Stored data
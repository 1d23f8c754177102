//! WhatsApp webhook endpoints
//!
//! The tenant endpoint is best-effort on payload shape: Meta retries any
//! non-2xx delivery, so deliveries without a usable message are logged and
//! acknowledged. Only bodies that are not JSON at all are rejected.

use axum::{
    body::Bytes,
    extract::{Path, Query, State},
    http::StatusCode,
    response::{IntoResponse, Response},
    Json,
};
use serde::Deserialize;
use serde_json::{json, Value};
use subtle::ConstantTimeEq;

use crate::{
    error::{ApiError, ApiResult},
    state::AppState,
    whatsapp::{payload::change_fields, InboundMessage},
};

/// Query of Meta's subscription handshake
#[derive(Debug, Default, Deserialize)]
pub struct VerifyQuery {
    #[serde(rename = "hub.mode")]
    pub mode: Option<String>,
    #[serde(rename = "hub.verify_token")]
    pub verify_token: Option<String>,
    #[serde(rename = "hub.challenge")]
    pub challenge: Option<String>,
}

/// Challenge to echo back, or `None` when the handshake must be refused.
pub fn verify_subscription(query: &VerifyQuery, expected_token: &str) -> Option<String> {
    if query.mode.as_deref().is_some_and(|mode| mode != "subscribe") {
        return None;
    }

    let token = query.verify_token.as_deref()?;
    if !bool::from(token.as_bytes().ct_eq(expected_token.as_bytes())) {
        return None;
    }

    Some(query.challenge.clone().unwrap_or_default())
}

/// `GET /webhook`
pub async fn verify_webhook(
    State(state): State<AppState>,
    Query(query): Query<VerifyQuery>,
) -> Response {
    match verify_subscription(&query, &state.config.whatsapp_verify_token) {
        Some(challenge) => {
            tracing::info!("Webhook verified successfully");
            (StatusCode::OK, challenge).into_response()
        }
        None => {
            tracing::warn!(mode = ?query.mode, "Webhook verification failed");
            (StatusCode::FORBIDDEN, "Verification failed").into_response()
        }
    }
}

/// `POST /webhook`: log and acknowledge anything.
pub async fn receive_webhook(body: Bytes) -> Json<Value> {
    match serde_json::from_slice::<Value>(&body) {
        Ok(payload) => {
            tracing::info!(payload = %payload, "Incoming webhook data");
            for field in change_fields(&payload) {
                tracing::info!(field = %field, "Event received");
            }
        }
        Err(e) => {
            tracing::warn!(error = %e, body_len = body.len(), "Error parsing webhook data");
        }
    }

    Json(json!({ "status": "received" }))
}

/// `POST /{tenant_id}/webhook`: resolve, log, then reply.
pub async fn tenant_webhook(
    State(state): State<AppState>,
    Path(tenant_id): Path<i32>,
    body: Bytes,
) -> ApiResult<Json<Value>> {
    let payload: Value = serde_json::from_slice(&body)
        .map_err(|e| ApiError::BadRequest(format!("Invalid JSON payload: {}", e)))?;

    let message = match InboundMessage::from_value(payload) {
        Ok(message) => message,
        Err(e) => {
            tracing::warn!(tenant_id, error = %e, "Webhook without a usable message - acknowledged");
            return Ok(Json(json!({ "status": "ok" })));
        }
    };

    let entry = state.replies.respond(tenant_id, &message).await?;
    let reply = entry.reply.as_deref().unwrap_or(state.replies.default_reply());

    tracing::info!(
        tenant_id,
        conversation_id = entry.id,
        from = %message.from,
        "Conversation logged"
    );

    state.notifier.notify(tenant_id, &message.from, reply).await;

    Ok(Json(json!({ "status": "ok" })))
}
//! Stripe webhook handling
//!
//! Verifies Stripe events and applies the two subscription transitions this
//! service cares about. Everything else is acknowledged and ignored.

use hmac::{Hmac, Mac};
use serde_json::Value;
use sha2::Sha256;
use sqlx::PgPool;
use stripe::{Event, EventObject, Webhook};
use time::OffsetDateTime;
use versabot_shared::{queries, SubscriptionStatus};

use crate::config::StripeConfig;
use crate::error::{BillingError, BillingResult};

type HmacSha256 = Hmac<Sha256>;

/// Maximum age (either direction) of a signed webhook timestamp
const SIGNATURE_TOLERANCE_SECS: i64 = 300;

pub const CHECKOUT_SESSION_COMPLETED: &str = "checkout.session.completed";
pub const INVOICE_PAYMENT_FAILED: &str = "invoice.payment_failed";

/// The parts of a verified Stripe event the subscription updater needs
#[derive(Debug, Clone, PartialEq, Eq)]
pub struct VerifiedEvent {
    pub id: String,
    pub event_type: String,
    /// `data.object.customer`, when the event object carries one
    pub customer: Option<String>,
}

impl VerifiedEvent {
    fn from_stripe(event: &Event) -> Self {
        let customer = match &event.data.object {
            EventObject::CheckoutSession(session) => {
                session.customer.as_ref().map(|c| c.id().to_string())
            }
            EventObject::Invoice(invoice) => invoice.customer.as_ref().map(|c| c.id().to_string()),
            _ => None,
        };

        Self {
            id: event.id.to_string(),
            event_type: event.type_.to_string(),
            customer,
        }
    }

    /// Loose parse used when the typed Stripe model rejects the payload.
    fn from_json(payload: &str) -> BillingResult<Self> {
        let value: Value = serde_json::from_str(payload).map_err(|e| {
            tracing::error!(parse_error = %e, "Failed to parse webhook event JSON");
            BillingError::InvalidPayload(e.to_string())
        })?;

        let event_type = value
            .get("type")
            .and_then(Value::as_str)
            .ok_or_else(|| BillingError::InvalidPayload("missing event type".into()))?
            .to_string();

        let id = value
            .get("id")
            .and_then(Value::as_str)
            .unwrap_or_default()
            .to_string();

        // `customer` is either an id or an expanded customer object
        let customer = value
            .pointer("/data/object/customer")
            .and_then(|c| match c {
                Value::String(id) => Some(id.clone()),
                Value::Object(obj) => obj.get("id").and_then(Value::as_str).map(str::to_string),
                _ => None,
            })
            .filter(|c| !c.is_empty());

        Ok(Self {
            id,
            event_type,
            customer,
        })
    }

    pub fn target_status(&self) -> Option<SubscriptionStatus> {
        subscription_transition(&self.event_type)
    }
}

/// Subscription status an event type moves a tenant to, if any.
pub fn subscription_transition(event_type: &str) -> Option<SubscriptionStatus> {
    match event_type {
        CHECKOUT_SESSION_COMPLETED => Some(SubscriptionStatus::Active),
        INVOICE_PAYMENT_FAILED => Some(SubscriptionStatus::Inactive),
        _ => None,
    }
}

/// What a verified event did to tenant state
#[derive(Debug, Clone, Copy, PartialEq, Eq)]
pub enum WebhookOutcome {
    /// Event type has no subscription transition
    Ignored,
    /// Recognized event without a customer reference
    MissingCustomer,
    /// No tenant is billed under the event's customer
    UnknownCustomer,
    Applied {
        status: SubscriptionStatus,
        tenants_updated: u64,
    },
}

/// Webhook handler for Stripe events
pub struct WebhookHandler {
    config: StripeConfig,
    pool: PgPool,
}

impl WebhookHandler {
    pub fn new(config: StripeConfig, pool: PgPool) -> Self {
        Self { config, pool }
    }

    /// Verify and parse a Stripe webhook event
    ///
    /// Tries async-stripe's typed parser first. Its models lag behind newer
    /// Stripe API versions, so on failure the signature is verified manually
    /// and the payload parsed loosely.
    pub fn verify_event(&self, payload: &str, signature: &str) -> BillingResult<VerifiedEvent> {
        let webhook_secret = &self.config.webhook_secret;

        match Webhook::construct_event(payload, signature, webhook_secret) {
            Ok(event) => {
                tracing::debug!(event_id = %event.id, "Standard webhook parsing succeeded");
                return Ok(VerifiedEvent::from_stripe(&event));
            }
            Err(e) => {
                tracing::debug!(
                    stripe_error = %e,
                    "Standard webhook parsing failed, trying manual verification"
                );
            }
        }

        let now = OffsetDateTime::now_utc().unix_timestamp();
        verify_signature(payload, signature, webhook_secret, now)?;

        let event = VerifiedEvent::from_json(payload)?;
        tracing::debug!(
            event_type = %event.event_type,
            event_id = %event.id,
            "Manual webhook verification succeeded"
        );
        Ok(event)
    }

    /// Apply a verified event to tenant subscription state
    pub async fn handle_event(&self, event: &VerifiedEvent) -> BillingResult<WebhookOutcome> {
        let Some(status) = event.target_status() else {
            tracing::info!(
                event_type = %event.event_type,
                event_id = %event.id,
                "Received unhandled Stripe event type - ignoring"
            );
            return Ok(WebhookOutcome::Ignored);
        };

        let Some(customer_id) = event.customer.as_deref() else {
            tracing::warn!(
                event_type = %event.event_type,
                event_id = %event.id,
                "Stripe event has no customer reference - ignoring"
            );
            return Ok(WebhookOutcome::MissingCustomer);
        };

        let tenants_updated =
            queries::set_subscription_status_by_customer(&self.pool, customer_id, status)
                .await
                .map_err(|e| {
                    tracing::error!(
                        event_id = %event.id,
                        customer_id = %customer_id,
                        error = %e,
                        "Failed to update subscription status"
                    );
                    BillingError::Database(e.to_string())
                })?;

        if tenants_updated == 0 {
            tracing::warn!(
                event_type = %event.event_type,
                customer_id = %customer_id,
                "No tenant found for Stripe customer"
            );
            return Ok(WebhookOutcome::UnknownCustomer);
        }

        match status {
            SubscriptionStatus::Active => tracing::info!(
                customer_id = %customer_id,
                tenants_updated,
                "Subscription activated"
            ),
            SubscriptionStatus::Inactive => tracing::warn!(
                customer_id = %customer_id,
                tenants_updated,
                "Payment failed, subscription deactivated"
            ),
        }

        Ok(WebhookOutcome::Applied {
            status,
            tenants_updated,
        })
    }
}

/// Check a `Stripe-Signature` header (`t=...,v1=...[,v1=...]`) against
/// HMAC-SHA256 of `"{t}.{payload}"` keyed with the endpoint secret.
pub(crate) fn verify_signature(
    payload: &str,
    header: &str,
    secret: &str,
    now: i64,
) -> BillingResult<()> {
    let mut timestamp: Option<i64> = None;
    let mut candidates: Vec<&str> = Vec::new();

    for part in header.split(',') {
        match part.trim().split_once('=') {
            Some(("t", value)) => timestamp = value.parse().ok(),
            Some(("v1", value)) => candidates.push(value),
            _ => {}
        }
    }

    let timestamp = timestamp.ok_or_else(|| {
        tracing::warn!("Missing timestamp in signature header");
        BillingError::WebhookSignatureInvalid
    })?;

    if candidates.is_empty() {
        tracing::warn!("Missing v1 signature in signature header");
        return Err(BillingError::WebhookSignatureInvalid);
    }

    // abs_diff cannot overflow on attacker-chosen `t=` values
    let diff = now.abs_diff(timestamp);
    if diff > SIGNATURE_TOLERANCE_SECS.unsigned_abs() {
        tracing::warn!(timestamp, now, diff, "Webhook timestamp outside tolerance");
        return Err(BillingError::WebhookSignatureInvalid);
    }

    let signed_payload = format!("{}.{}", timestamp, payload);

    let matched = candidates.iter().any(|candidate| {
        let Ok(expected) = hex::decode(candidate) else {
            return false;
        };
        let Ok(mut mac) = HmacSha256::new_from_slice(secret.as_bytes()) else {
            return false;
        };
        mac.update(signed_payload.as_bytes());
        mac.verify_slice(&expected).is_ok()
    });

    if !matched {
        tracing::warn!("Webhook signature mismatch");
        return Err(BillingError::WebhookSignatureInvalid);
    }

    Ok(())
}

Problem to work on -> Copy every line from the records above that contains the word "header".

Exercise solution ->
/// Check a `Stripe-Signature` header (`t=...,v1=...[,v1=...]`) against
    header: &str,
    for part in header.split(',') {
        tracing::warn!("Missing timestamp in signature header");
        tracing::warn!("Missing v1 signature in signature header");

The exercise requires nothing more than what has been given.